You don't have to be in Hong Kong long before you hear it: the clack-clack of mah-jongg, almost deafening if it's emanating from a large mah-jongg parlor. You can hear it at large restaurants (mah-jongg parlors are usually tucked into side rooms), at wedding celebrations, in the middle of the day, and long into the night. In a land where gambling is illegal except at the horse races, mah-jongg provides the opportunity for skillful gambling. Many hard-core players confess to an addiction.

Although mah-jongg originated during the Sung dynasty almost 1,000 years ago, today's game is very different, more difficult, and played with amazing speed. Essentially, mah-jongg is played by four people, using tiles that resemble dominoes and bear Chinese characters and designs. Tiles are drawn and discarded (by slamming them on the table), until one player wins with a hand of four combinations of three tiles and a pair of matching tiles. But the real excitement comes with betting chips that each player receives and which are awarded to the winner based on his or her combination of winning tiles.

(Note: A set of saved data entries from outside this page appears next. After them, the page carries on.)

//! The proxy endpoint: drives one logical request through origin attempts.
//!
//! # Responsibilities
//! - Resolve the session's origin and seed the retry budget
//! - Acquire a connection, send the request, classify the outcome
//! - Retry on a fresh connection while the policy allows it
//! - Keep the passport and attempt ledger in step with every attempt
//! - Turn the final outcome into a response (origin or error)

use std::sync::Arc;
use std::time::{Duration, Instant};

use futures_util::future::BoxFuture;

use crate::filters::Endpoint;
use crate::message::{Body, HttpRequestMessage, HttpResponseMessage};
use crate::observability::metrics::{MetricsSink, ProxyCompletion};
use crate::origin::{
    Origin, OriginManager, OriginResponse, OutboundRequest, ReleaseOutcome, ORIGIN_DURATION_HEADER,
};
use crate::passport::PassportState;
use crate::proxy::error_endpoint::ErrorEndpoint;
use crate::resilience::errors::{ErrorType, ProxyError, StatusCategory};
use crate::resilience::retries::{GiveUpReason, RetryDecision, RetryInput, RetryPolicy};
use crate::resilience::timeouts::TimeoutManager;
use crate::security::headers::strip_hop_by_hop;

/// Terminal endpoint that proxies to the origin named on the session.
pub struct ProxyEndpoint {
    origins: Arc<OriginManager>,
    timeouts: Arc<TimeoutManager>,
    retry_policy: RetryPolicy,
    error_endpoint: ErrorEndpoint,
    metrics: Arc<dyn MetricsSink>,
}

impl ProxyEndpoint {
    pub const NAME: &'static str = "proxy";

    pub fn new(
        origins: Arc<OriginManager>,
        timeouts: Arc<TimeoutManager>,
        retry_policy: RetryPolicy,
        error_endpoint: ErrorEndpoint,
        metrics: Arc<dyn MetricsSink>,
    ) -> Self {
        Self {
            origins,
            timeouts,
            retry_policy,
            error_endpoint,
            metrics,
        }
    }

    /// Proxy `request` and produce the response to send downstream.
    pub async fn proxy(&self, mut request: HttpRequestMessage) -> HttpResponseMessage {
        let origin_name = request.session().origin().map(str::to_string);
        let origin = origin_name.as_deref().and_then(|name| self.origins.get(name));

        let Some(origin) = origin else {
            let error = ProxyError::new(
                ErrorType::OriginNotFound,
                match &origin_name {
                    Some(name) => format!("unknown origin {name}"),
                    None => "no origin selected for request".to_string(),
                },
            );
            return self.finish("unknown", request, Err(error));
        };

        let result = self.proxy_to(origin.as_ref(), &mut request).await;
        origin.record_proxy_request_end(request.session());
        self.finish(origin.name(), request, result)
    }

    async fn proxy_to(
        &self,
        origin: &dyn Origin,
        request: &mut HttpRequestMessage,
    ) -> Result<OriginResponse, ProxyError> {
        let budget = origin.max_retries_for_request(request.session());
        request.session_mut().set_retry_budget(budget);
        let connect_timeout = self.timeouts.connect_timeout(origin.name());

        let mut attempt: u32 = 0;
        loop {
            attempt += 1;
            if request.session().is_cancelled() {
                return Err(ProxyError::client_cancelled());
            }

            if attempt > 1 {
                request.session_mut().passport_mut().add(PassportState::OriginRetryStart);
                request.body_mut().reset_reader().map_err(|e| {
                    ProxyError::new(ErrorType::Other, "request body cannot be replayed").with_cause(e)
                })?;
                let delay = self.retry_policy.backoff(attempt - 1);
                if !delay.is_zero() {
                    let cancel = request.session().cancel_handle().clone();
                    tokio::select! {
                        _ = cancel.cancelled() => return Err(ProxyError::client_cancelled()),
                        _ = tokio::time::sleep(delay) => {}
                    }
                }
            }

            let read_timeout = self.timeouts.read_timeout(origin.name(), request.session());
            let started = Instant::now();
            request
                .session_mut()
                .passport_mut()
                .add(PassportState::OriginConnAcquireStart);

            let mut conn = match origin.connect(request, attempt, connect_timeout).await {
                Ok(conn) => {
                    let record = origin.new_request_attempt(
                        Some(conn.server()),
                        request.session(),
                        read_timeout,
                        connect_timeout,
                    );
                    let session = request.session_mut();
                    session.passport_mut().add(PassportState::OriginConnAcquireEnd);
                    session.attempts_mut().push(record);
                    conn
                }
                Err(failure) => {
                    let mut record = origin.new_request_attempt(
                        failure.server.as_ref(),
                        request.session(),
                        read_timeout,
                        connect_timeout,
                    );
                    record.set_error(&failure.error, started.elapsed());
                    let session = request.session_mut();
                    session.passport_mut().add(PassportState::OriginConnAcquireFailed);
                    session.attempts_mut().push(record);

                    match self.should_retry(origin, request, attempt, &failure.error, None).await {
                        RetryDecision::Retry => continue,
                        RetryDecision::GiveUp(_) => return Err(failure.error),
                    }
                }
            };

            let body = match request.body_mut().take_outbound() {
                Ok(body) => body,
                Err(e) => {
                    conn.release(ReleaseOutcome::Abandoned);
                    let error = ProxyError::new(ErrorType::Other, "request body unavailable").with_cause(e);
                    self.record_attempt_error(request, &error, started);
                    return Err(error);
                }
            };
            let request_body = request.body();
            let has_body = !(request_body.is_complete() && request_body.is_empty());
            let mut headers = request.headers().clone();
            strip_hop_by_hop(&mut headers);
            if has_body && request_body.is_complete() {
                headers.set("Content-Length", request_body.len().to_string());
            }
            let outbound = OutboundRequest {
                method: request.method().clone(),
                path_and_query: request.path_and_query(),
                headers,
                has_body,
                body,
            };

            request
                .session_mut()
                .passport_mut()
                .add(PassportState::OutReqHeadersSending);
            let cancel = request.session().cancel_handle().clone();
            let result = tokio::select! {
                biased;
                _ = cancel.cancelled() => Err(ProxyError::client_cancelled()),
                sent = tokio::time::timeout(read_timeout, conn.send(outbound)) => match sent {
                    Ok(result) => result,
                    Err(_) => Err(ProxyError::read_timeout(read_timeout)),
                },
            };
            request.record_body_progress();

            match result {
                Ok(response) => {
                    let status = response.status;
                    let session = request.session_mut();
                    session.passport_mut().add(PassportState::InRespHeadersReceived);
                    if let Some(record) = session.attempts_mut().final_attempt_mut() {
                        record.complete(status, started.elapsed());
                    }

                    let Some(error_type) = self.retry_policy.classify_status(status) else {
                        conn.release(ReleaseOutcome::Success);
                        return Ok(response);
                    };

                    origin.origin_retry_policy_adjustment_if_needed(request, &response);
                    conn.release(ReleaseOutcome::ServerError);
                    let error = ProxyError::new(error_type, format!("origin responded {status}"));
                    if let Some(record) = request.session_mut().attempts_mut().final_attempt_mut() {
                        record.error_type = Some(error_type.as_str().to_string());
                    }

                    match self.should_retry(origin, request, attempt, &error, Some(status)).await {
                        RetryDecision::Retry => continue,
                        // Forward the origin's own failure response.
                        RetryDecision::GiveUp(_) => return Ok(response),
                    }
                }
                Err(error) => {
                    let passport_state = match error.error_type() {
                        ErrorType::ReadTimeout => PassportState::OriginChReadTimeout,
                        ErrorType::ClientCancelled => PassportState::InReqCancelled,
                        _ => PassportState::OriginChIoEx,
                    };
                    // A timeout while the client is still uploading is not the origin's fault.
                    let upload_stalled = error.error_type() == ErrorType::ReadTimeout
                        && has_body
                        && !request.body().is_complete();
                    let outcome = if error.error_type() == ErrorType::ClientCancelled || upload_stalled {
                        ReleaseOutcome::Abandoned
                    } else {
                        ReleaseOutcome::Broken
                    };
                    let passport = request.session_mut().passport_mut();
                    passport.add(passport_state);
                    if outcome == ReleaseOutcome::Broken {
                        passport.add(PassportState::OriginConnBroken);
                    }
                    conn.release(outcome);
                    self.record_attempt_error(request, &error, started);

                    match self.should_retry(origin, request, attempt, &error, None).await {
                        RetryDecision::Retry => continue,
                        RetryDecision::GiveUp(_) => return Err(error),
                    }
                }
            }
        }
    }

    fn record_attempt_error(&self, request: &mut HttpRequestMessage, error: &ProxyError, started: Instant) {
        if let Some(record) = request.session_mut().attempts_mut().final_attempt_mut() {
            record.set_error(error, started.elapsed());
        }
    }

    async fn should_retry(
        &self,
        origin: &dyn Origin,
        request: &mut HttpRequestMessage,
        attempt: u32,
        error: &ProxyError,
        status: Option<u16>,
    ) -> RetryDecision {
        origin.adjust_retry_policy_if_needed(request);

        let mut decision = self.retry_policy.decide(&self.retry_input(request, attempt, error, status));

        // A body nothing has started streaming can still be read in full now.
        if decision == RetryDecision::GiveUp(GiveUpReason::NotReplayable)
            && !request.body().is_source_taken()
        {
            match request.body_mut().buffer_remaining().await {
                Ok(()) => {
                    request.record_body_progress();
                    decision = self.retry_policy.decide(&self.retry_input(request, attempt, error, status));
                }
                Err(e) => tracing::debug!(
                    request_id = %request.session().id(),
                    error = %e,
                    "Could not buffer request body for retry"
                ),
            }
        }

        match decision {
            RetryDecision::Retry => {
                tracing::info!(
                    request_id = %request.session().id(),
                    origin = %origin.name(),
                    attempt,
                    error_type = %error.error_type(),
                    status = ?status,
                    "Retrying origin request"
                );
                self.metrics.proxy_retry(origin.name(), error.error_type());
            }
            RetryDecision::GiveUp(reason) => {
                tracing::debug!(
                    request_id = %request.session().id(),
                    origin = %origin.name(),
                    attempt,
                    error_type = %error.error_type(),
                    reason = reason.as_str(),
                    "Not retrying origin request"
                );
            }
        }
        decision
    }

    fn retry_input(
        &self,
        request: &HttpRequestMessage,
        attempt: u32,
        error: &ProxyError,
        status: Option<u16>,
    ) -> RetryInput {
        RetryInput {
            attempt,
            retry_budget: request.session().retry_budget(),
            error_type: error.error_type(),
            status,
            replayable: request.is_replayable(),
            cancelled: request.session().is_cancelled(),
        }
    }

    fn finish(
        &self,
        origin: &str,
        request: HttpRequestMessage,
        result: Result<OriginResponse, ProxyError>,
    ) -> HttpResponseMessage {
        let info = request.info();
        let mut session = request.into_session();

        let (response, error_type) = match result {
            Ok(origin_response) => {
                let mut headers = origin_response.headers;
                strip_hop_by_hop(&mut headers);
                if let Some(ms) = headers
                    .get(ORIGIN_DURATION_HEADER)
                    .and_then(|v| v.trim().parse::<u64>().ok())
                {
                    session.set_origin_reported_duration(Duration::from_millis(ms));
                }
                let error_type = self.retry_policy.classify_status(origin_response.status);
                let response = HttpResponseMessage::new(session, info, origin_response.status)
                    .with_headers(headers)
                    .with_body(Body::from_stream(origin_response.body, 0));
                (response, error_type)
            }
            Err(error) => {
                let error_type = error.error_type();
                session.set_error(error);
                (self.error_endpoint.render(session, info), Some(error_type))
            }
        };

        let session = response.session();
        let duration = session.elapsed();
        let attempts = session.attempts().len() as u32;
        let category = error_type.map_or(StatusCategory::Success, |t| t.status_category());

        tracing::debug!(
            request_id = %session.id(),
            origin,
            status = response.status(),
            attempts,
            category = category.as_str(),
            duration_ms = duration.as_millis() as u64,
            time_added_to_origin_ms = ?session.time_added_to_origin_ms(),
            "Proxy request completed"
        );
        self.metrics.proxy_completed(&ProxyCompletion {
            origin,
            status: response.status(),
            category,
            error_type,
            attempts,
            duration,
        });
        response
    }
}

impl Endpoint for ProxyEndpoint {
    fn name(&self) -> &str {
        Self::NAME
    }

    fn apply(&self, request: HttpRequestMessage) -> BoxFuture<'_, HttpResponseMessage> {
        Box::pin(self.proxy(request))
    }
}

Excitement is also heightened by the speed of the game -- the faster tiles are slammed against the table and swooped up, the better. Technically, the mah-jongg game is over when a player runs out of chips, though it's not unusual to borrow chips to continue playing. Hong Kong stories abound of fortunes made and lost in a game of mah-jongg.

Note: This information was accurate when it was published, but can change without notice. Please be sure to confirm all rates and details directly with the companies in question before planning your trip.